■ **Records shown**
>>>>>

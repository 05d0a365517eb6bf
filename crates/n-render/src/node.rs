// SPDX-License-Identifier: MIT
//
// Renderable: the node tree the walker reconciles every frame.
//
// A node is a read-only view over application state at the moment a frame
// is produced. It answers four questions and does one thing:
//
//   measure(available)  how much room it wants (pure)
//   children()          the ordered child list (stacked top to bottom)
//   structural_hash()   a fingerprint of everything that affects its pixels
//   dirty_reasons()     reasons to repaint regardless of the fingerprint
//   render(canvas)      paint itself (not its children) into a canvas
//
// Nodes are shared as `Arc<dyn Renderable>`: the application builds a fresh
// tree per update (cheap, mostly Arcs to long-lived leaves) and hands the
// root to the renderer, possibly from another thread.
//
// Identity matters. `NodeId` must be stable across frames for the same
// logical element; it is the first component of every cache key.

use std::collections::hash_map::DefaultHasher;
use std::hash::{Hash, Hasher};
use std::sync::Arc;
use std::sync::atomic::{AtomicU64, Ordering};

use crate::buffer::{TerminalBuffer, char_width, string_width};
use crate::cell::{Cell, Style};
use crate::env::TerminalEnvironment;
use crate::geometry::{Point, Rect, Size};

// ─── Identity ───────────────────────────────────────────────────────────────

/// Process-unique identity of a logical UI element.
#[derive(Debug, Clone, Copy, PartialEq, Eq, Hash, PartialOrd, Ord)]
pub struct NodeId(u64);

static NEXT_NODE_ID: AtomicU64 = AtomicU64::new(1);

impl NodeId {
    /// Allocate a fresh id, never handed out before in this process.
    #[must_use]
    pub fn next() -> Self {
        Self(NEXT_NODE_ID.fetch_add(1, Ordering::Relaxed))
    }

    /// Wrap a caller-managed id. The caller is responsible for uniqueness.
    #[inline]
    #[must_use]
    pub const fn from_raw(raw: u64) -> Self {
        Self(raw)
    }

    #[inline]
    #[must_use]
    pub const fn get(self) -> u64 {
        self.0
    }
}

// ─── Fingerprint ────────────────────────────────────────────────────────────

/// A 64-bit summary of everything that affects a node's rendered output.
#[derive(Debug, Clone, Copy, PartialEq, Eq, Hash)]
pub struct Fingerprint(pub u64);

impl Fingerprint {
    /// Hash any value into a fingerprint.
    ///
    /// ```
    /// use n_render::node::Fingerprint;
    ///
    /// assert_eq!(Fingerprint::of(&("price", 42)), Fingerprint::of(&("price", 42)));
    /// assert_ne!(Fingerprint::of(&("price", 42)), Fingerprint::of(&("price", 43)));
    /// ```
    #[must_use]
    pub fn of<T: Hash + ?Sized>(value: &T) -> Self {
        let mut hasher = DefaultHasher::new();
        value.hash(&mut hasher);
        Self(hasher.finish())
    }
}

// ─── Dirty Reasons ──────────────────────────────────────────────────────────

bitflags::bitflags! {
    /// Reasons a node must be repainted even when its fingerprint matches.
    #[derive(Debug, Clone, Copy, PartialEq, Eq, Default, Hash)]
    pub struct DirtyReasons: u8 {
        /// The node's content changed in a way the fingerprint can't see
        /// (external resources, time-dependent output).
        const CONTENT_CHANGED     = 1 << 0;
        /// The node reads environment state beyond the capability snapshot.
        const ENVIRONMENT_CHANGED = 1 << 1;
    }
}

// ─── Renderable ─────────────────────────────────────────────────────────────

/// A paintable node.
///
/// Only `id`, `measure`, `render` and `structural_hash` are required.
/// Leaves keep the default empty `children`.
pub trait Renderable: Send + Sync {
    fn id(&self) -> NodeId;

    /// The size this node wants within `available`. Must be pure. The
    /// walker clamps the answer to `available`.
    fn measure(&self, available: Size) -> Size;

    /// Paint this node (not its children) into `canvas`.
    fn render(&self, canvas: &mut Canvas<'_>);

    /// Children, stacked top to bottom below this node's own header rows.
    fn children(&self) -> &[Arc<dyn Renderable>] {
        &[]
    }

    /// Fingerprint of this node's own content, style and layout config.
    /// Children are folded in by the walker.
    fn structural_hash(&self) -> Fingerprint;

    fn dirty_reasons(&self) -> DirtyReasons {
        DirtyReasons::empty()
    }

    /// Rows this node paints itself before its first child.
    fn header_rows(&self) -> u16 {
        0
    }
}

// ─── Canvas ─────────────────────────────────────────────────────────────────

/// A node's window into the frame buffer.
///
/// Coordinates are relative to the node's origin. Every write is clipped to
/// the visible part of the node's rectangle, so a node can never paint over
/// its siblings or outside the viewport. Colors and non-ASCII glyphs are
/// downgraded when the environment lacks them.
pub struct Canvas<'a> {
    buffer: &'a mut TerminalBuffer,
    rect: Rect,
    clip: Rect,
    env: TerminalEnvironment,
}

impl<'a> Canvas<'a> {
    /// A canvas for a node occupying `rect`, writable only inside `clip`.
    #[must_use]
    pub const fn new(
        buffer: &'a mut TerminalBuffer,
        rect: Rect,
        clip: Rect,
        env: TerminalEnvironment,
    ) -> Self {
        Self {
            buffer,
            rect,
            clip,
            env,
        }
    }

    /// Absolute position of the node's top-left cell.
    #[inline]
    #[must_use]
    pub const fn origin(&self) -> Point {
        self.rect.origin
    }

    /// The node's measured size.
    #[inline]
    #[must_use]
    pub const fn size(&self) -> Size {
        self.rect.size
    }

    #[inline]
    #[must_use]
    pub const fn env(&self) -> TerminalEnvironment {
        self.env
    }

    /// Write a styled run at `(x, y)` relative to the node. Returns the
    /// columns consumed.
    pub fn write(&mut self, x: u16, y: u16, text: &str, style: Style) -> u16 {
        let at = self.rect.origin.offset(x, y);
        let style = self.adapt_style(style);
        if self.env.unicode || text.is_ascii() {
            self.buffer.write_clipped(text, at, style, self.clip)
        } else {
            let ascii = ascii_fallback(text);
            self.buffer.write_clipped(&ascii, at, style, self.clip)
        }
    }

    /// Fill the whole node with `ch` in `style`.
    pub fn fill(&mut self, ch: char, style: Style) {
        let ch = if self.env.unicode || ch.is_ascii() { ch } else { '?' };
        let cell = Cell::styled(ch, self.adapt_style(style));
        self.buffer.fill(self.clip, cell);
    }

    fn adapt_style(&self, style: Style) -> Style {
        if self.env.color {
            style
        } else {
            style.without_colors()
        }
    }
}

/// Replace every non-ASCII glyph with `?` per column it would occupy, so
/// layout computed from the original text still lines up.
fn ascii_fallback(text: &str) -> String {
    text.chars()
        .flat_map(|ch| {
            let n = if ch.is_ascii() { 0 } else { char_width(ch) };
            let keep = ch.is_ascii().then_some(ch);
            keep.into_iter().chain(std::iter::repeat_n('?', n))
        })
        .collect()
}

// ─── Text ───────────────────────────────────────────────────────────────────

/// A leaf node: one or more lines of text in a single style.
#[derive(Debug, Clone)]
pub struct Text {
    id: NodeId,
    lines: Vec<String>,
    style: Style,
    reasons: DirtyReasons,
}

impl Text {
    /// Text split on `\n`, default style.
    pub fn new(id: NodeId, text: impl AsRef<str>) -> Self {
        Self {
            id,
            lines: text.as_ref().split('\n').map(str::to_owned).collect(),
            style: Style::DEFAULT,
            reasons: DirtyReasons::empty(),
        }
    }

    #[must_use]
    pub const fn style(mut self, style: Style) -> Self {
        self.style = style;
        self
    }

    /// Force a repaint for `reasons` regardless of the fingerprint.
    #[must_use]
    pub const fn dirty(mut self, reasons: DirtyReasons) -> Self {
        self.reasons = reasons;
        self
    }

    #[must_use]
    pub fn lines(&self) -> &[String] {
        &self.lines
    }
}

impl Renderable for Text {
    fn id(&self) -> NodeId {
        self.id
    }

    fn measure(&self, available: Size) -> Size {
        let width = self.lines.iter().map(|l| string_width(l)).max().unwrap_or(0);
        let width = u16::try_from(width).unwrap_or(u16::MAX);
        let height = u16::try_from(self.lines.len()).unwrap_or(u16::MAX);
        Size::new(width, height).min(available)
    }

    fn render(&self, canvas: &mut Canvas<'_>) {
        for (y, line) in (0..canvas.size().height).zip(&self.lines) {
            canvas.write(0, y, line, self.style);
        }
    }

    fn structural_hash(&self) -> Fingerprint {
        Fingerprint::of(&(&self.lines, self.style))
    }

    fn dirty_reasons(&self) -> DirtyReasons {
        self.reasons
    }
}

// ─── Stack ──────────────────────────────────────────────────────────────────

/// A container: an optional title row, then its children top to bottom.
///
/// Takes the full available width so that titles and children share one
/// column edge.
#[derive(Clone)]
pub struct Stack {
    id: NodeId,
    title: Option<(String, Style)>,
    children: Vec<Arc<dyn Renderable>>,
}

impl Stack {
    #[must_use]
    pub const fn new(id: NodeId) -> Self {
        Self {
            id,
            title: None,
            children: Vec::new(),
        }
    }

    #[must_use]
    pub fn title(mut self, title: impl Into<String>, style: Style) -> Self {
        self.title = Some((title.into(), style));
        self
    }

    #[must_use]
    pub fn child(mut self, child: Arc<dyn Renderable>) -> Self {
        self.children.push(child);
        self
    }

    #[must_use]
    pub fn with_children(mut self, children: impl IntoIterator<Item = Arc<dyn Renderable>>) -> Self {
        self.children.extend(children);
        self
    }
}

impl std::fmt::Debug for Stack {
    fn fmt(&self, f: &mut std::fmt::Formatter<'_>) -> std::fmt::Result {
        f.debug_struct("Stack")
            .field("id", &self.id)
            .field("title", &self.title)
            .field("children", &self.children.len())
            .finish()
    }
}

impl Renderable for Stack {
    fn id(&self) -> NodeId {
        self.id
    }

    fn measure(&self, available: Size) -> Size {
        let mut used = self.header_rows().min(available.height);
        for child in &self.children {
            let remaining = Size::new(available.width, available.height - used);
            used += child.measure(remaining).min(remaining).height;
        }
        Size::new(available.width, used)
    }

    fn render(&self, canvas: &mut Canvas<'_>) {
        if let Some((title, style)) = &self.title {
            canvas.write(0, 0, title, *style);
        }
    }

    fn children(&self) -> &[Arc<dyn Renderable>] {
        &self.children
    }

    fn structural_hash(&self) -> Fingerprint {
        Fingerprint::of(&self.title)
    }

    fn header_rows(&self) -> u16 {
        u16::from(self.title.is_some())
    }
}

// ─── Tests ──────────────────────────────────────────────────────────────────
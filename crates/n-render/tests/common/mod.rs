// SPDX-License-Identifier: MIT
//
// Shared helpers for the integration tests.
//
// `TerminalModel` is a small VT interpreter covering exactly the subset the
// encoder emits: cursor position, erase line, erase display, SGR, cursor
// visibility, CR and LF. Feeding it an encoded frame and comparing the
// result with the buffer the frame was diffed from is how the tests check
// that what reaches the terminal is what was painted.
#![allow(dead_code)]

use std::sync::Arc;
use std::sync::atomic::{AtomicU32, Ordering};

use n_render::buffer::{TerminalBuffer, char_width};
use n_render::cell::{Attr, Cell, Style};
use n_render::geometry::Size;
use n_render::node::{Canvas, Fingerprint, NodeId, Renderable};

// ─── TerminalModel ──────────────────────────────────────────────────────────

pub struct TerminalModel {
    size: Size,
    cells: Vec<Cell>,
    x: u16,
    y: u16,
    style: Style,
    cursor_visible: bool,
}

impl TerminalModel {
    pub fn new(size: Size) -> Self {
        Self {
            size,
            cells: vec![Cell::EMPTY; usize::from(size.width) * usize::from(size.height)],
            x: 0,
            y: 0,
            style: Style::DEFAULT,
            cursor_visible: true,
        }
    }

    /// A terminal already showing `buffer`.
    pub fn showing(buffer: &TerminalBuffer) -> Self {
        let mut model = Self::new(buffer.size());
        model.cells = buffer.rows().flatten().copied().collect();
        model
    }

    pub const fn cursor_visible(&self) -> bool {
        self.cursor_visible
    }

    pub const fn style(&self) -> Style {
        self.style
    }

    pub fn cell(&self, x: u16, y: u16) -> Cell {
        self.cells[self.index(x, y)]
    }

    pub fn row_text(&self, y: u16) -> String {
        let start = self.index(0, y);
        let row = &self.cells[start..start + usize::from(self.size.width)];
        row.iter()
            .filter_map(|c| c.character())
            .collect::<String>()
            .trim_end()
            .to_owned()
    }

    /// Panics with the first differing cell if the screen doesn't show
    /// exactly `buffer`.
    pub fn assert_shows(&self, buffer: &TerminalBuffer) {
        assert_eq!(self.size, buffer.size(), "screen size");
        for y in 0..self.size.height {
            for x in 0..self.size.width {
                let expected = buffer.get(x, y).copied().unwrap_or_default();
                assert_eq!(self.cell(x, y), expected, "cell ({x}, {y})");
            }
        }
    }

    pub fn feed(&mut self, bytes: &[u8]) {
        let text = std::str::from_utf8(bytes).expect("encoder output is UTF-8");
        let mut chars = text.chars().peekable();

        while let Some(ch) = chars.next() {
            match ch {
                '\x1b' => {
                    assert_eq!(chars.next(), Some('['), "only CSI sequences are emitted");
                    let private = chars.next_if_eq(&'?').is_some();
                    let mut params = String::new();
                    while let Some(c) = chars.next_if(|c| c.is_ascii_digit() || *c == ';') {
                        params.push(c);
                    }
                    let fin = chars.next().expect("CSI final byte");
                    self.csi(private, &params, fin);
                }
                '\r' => self.x = 0,
                '\n' => {
                    assert!(self.y + 1 < self.size.height, "line feed would scroll");
                    self.y += 1;
                }
                _ => self.print(ch),
            }
        }
    }

    fn csi(&mut self, private: bool, params: &str, fin: char) {
        let nums: Vec<u16> = params
            .split(';')
            .map(|p| if p.is_empty() { 0 } else { p.parse().expect("numeric parameter") })
            .collect();
        let first = nums.first().copied().unwrap_or(0);

        match (private, fin) {
            (true, 'h' | 'l') => {
                if first == 25 {
                    self.cursor_visible = fin == 'h';
                }
            }
            (false, 'H') => {
                let row = nums.first().copied().unwrap_or(1).max(1);
                let col = nums.get(1).copied().unwrap_or(1).max(1);
                self.y = (row - 1).min(self.size.height.saturating_sub(1));
                self.x = (col - 1).min(self.size.width.saturating_sub(1));
            }
            (false, 'J') => {
                assert_eq!(first, 2, "only full-screen erase is emitted");
                let blank = self.blank();
                self.cells.fill(blank);
            }
            (false, 'K') => {
                let blank = self.blank();
                for x in self.x..self.size.width {
                    let idx = self.index(x, self.y);
                    self.cells[idx] = blank;
                }
            }
            (false, 'm') => self.sgr(&nums),
            other => panic!("unexpected sequence {other:?} with params {params:?}"),
        }
    }

    fn sgr(&mut self, nums: &[u16]) {
        let mut i = 0;
        while i < nums.len() {
            match nums[i] {
                0 => self.style = Style::DEFAULT,
                1 => self.style.attrs |= Attr::BOLD,
                2 => self.style.attrs |= Attr::DIM,
                3 => self.style.attrs |= Attr::ITALIC,
                4 => self.style.attrs |= Attr::UNDERLINE,
                7 => self.style.attrs |= Attr::REVERSE,
                38 | 48 => {
                    assert_eq!(nums.get(i + 1), Some(&5), "only 256-color SGR is emitted");
                    let index = u8::try_from(nums[i + 2]).expect("palette index");
                    if nums[i] == 38 {
                        self.style.fg = Some(index);
                    } else {
                        self.style.bg = Some(index);
                    }
                    i += 2;
                }
                other => panic!("unexpected SGR code {other}"),
            }
            i += 1;
        }
    }

    fn print(&mut self, ch: char) {
        let w = u16::try_from(char_width(ch)).expect("narrow or wide");
        if w == 0 {
            return;
        }
        assert!(self.x + w <= self.size.width, "write past the right margin at row {}", self.y);

        let idx = self.index(self.x, self.y);
        self.cells[idx] = Cell::styled(ch, self.style);
        if w == 2 {
            self.cells[idx + 1] = Cell::continuation(self.style);
        }
        // Pending-wrap: the cursor may rest one past the last column.
        self.x += w;
    }

    /// Erase fills with the current background and nothing else.
    const fn blank(&self) -> Cell {
        Cell::styled(
            ' ',
            Style {
                attrs: Attr::empty(),
                fg: None,
                bg: self.style.bg,
            },
        )
    }

    fn index(&self, x: u16, y: u16) -> usize {
        usize::from(y) * usize::from(self.size.width) + usize::from(x)
    }
}

// ─── Probe ──────────────────────────────────────────────────────────────────

/// A one-line leaf that counts how often it is painted.
pub struct Probe {
    id: NodeId,
    text: String,
    paints: Arc<AtomicU32>,
}

impl Probe {
    pub fn new(id: NodeId, text: &str, paints: &Arc<AtomicU32>) -> Arc<Self> {
        Arc::new(Self {
            id,
            text: text.to_owned(),
            paints: Arc::clone(paints),
        })
    }
}

impl Renderable for Probe {
    fn id(&self) -> NodeId {
        self.id
    }

    fn measure(&self, available: Size) -> Size {
        let width = u16::try_from(self.text.chars().count()).unwrap_or(u16::MAX);
        Size::new(width, 1).min(available)
    }

    fn render(&self, canvas: &mut Canvas<'_>) {
        self.paints.fetch_add(1, Ordering::Relaxed);
        canvas.write(0, 0, &self.text, Style::DEFAULT);
    }

    fn structural_hash(&self) -> Fingerprint {
        Fingerprint::of(&self.text)
    }
}

pub fn paints(counter: &Arc<AtomicU32>) -> u32 {
    counter.load(Ordering::Relaxed)
}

<<<<<

■ **Exercise objective**
Print, from the entries above, the line with "own header rows.", the line with "let at = self.rect.origin.offset(x, y);" and all lines between them, exactly and with nothing else.

■ **Reply to the exercise**
    /// Children, stacked top to bottom below this node's own header rows.
    fn children(&self) -> &[Arc<dyn Renderable>] {
        &[]
    }

    /// Fingerprint of this node's own content, style and layout config.
    /// Children are folded in by the walker.
    fn structural_hash(&self) -> Fingerprint;

    fn dirty_reasons(&self) -> DirtyReasons {
        DirtyReasons::empty()
    }

    /// Rows this node paints itself before its first child.
    fn header_rows(&self) -> u16 {
        0
    }
}

// ─── Canvas ─────────────────────────────────────────────────────────────────

/// A node's window into the frame buffer.
///
/// Coordinates are relative to the node's origin. Every write is clipped to
/// the visible part of the node's rectangle, so a node can never paint over
/// its siblings or outside the viewport. Colors and non-ASCII glyphs are
/// downgraded when the environment lacks them.
pub struct Canvas<'a> {
    buffer: &'a mut TerminalBuffer,
    rect: Rect,
    clip: Rect,
    env: TerminalEnvironment,
}

impl<'a> Canvas<'a> {
    /// A canvas for a node occupying `rect`, writable only inside `clip`.
    #[must_use]
    pub const fn new(
        buffer: &'a mut TerminalBuffer,
        rect: Rect,
        clip: Rect,
        env: TerminalEnvironment,
    ) -> Self {
        Self {
            buffer,
            rect,
            clip,
            env,
        }
    }

    /// Absolute position of the node's top-left cell.
    #[inline]
    #[must_use]
    pub const fn origin(&self) -> Point {
        self.rect.origin
    }

    /// The node's measured size.
    #[inline]
    #[must_use]
    pub const fn size(&self) -> Size {
        self.rect.size
    }

    #[inline]
    #[must_use]
    pub const fn env(&self) -> TerminalEnvironment {
        self.env
    }

    /// Write a styled run at `(x, y)` relative to the node. Returns the
    /// columns consumed.
    pub fn write(&mut self, x: u16, y: u16, text: &str, style: Style) -> u16 {
        let at = self.rect.origin.offset(x, y);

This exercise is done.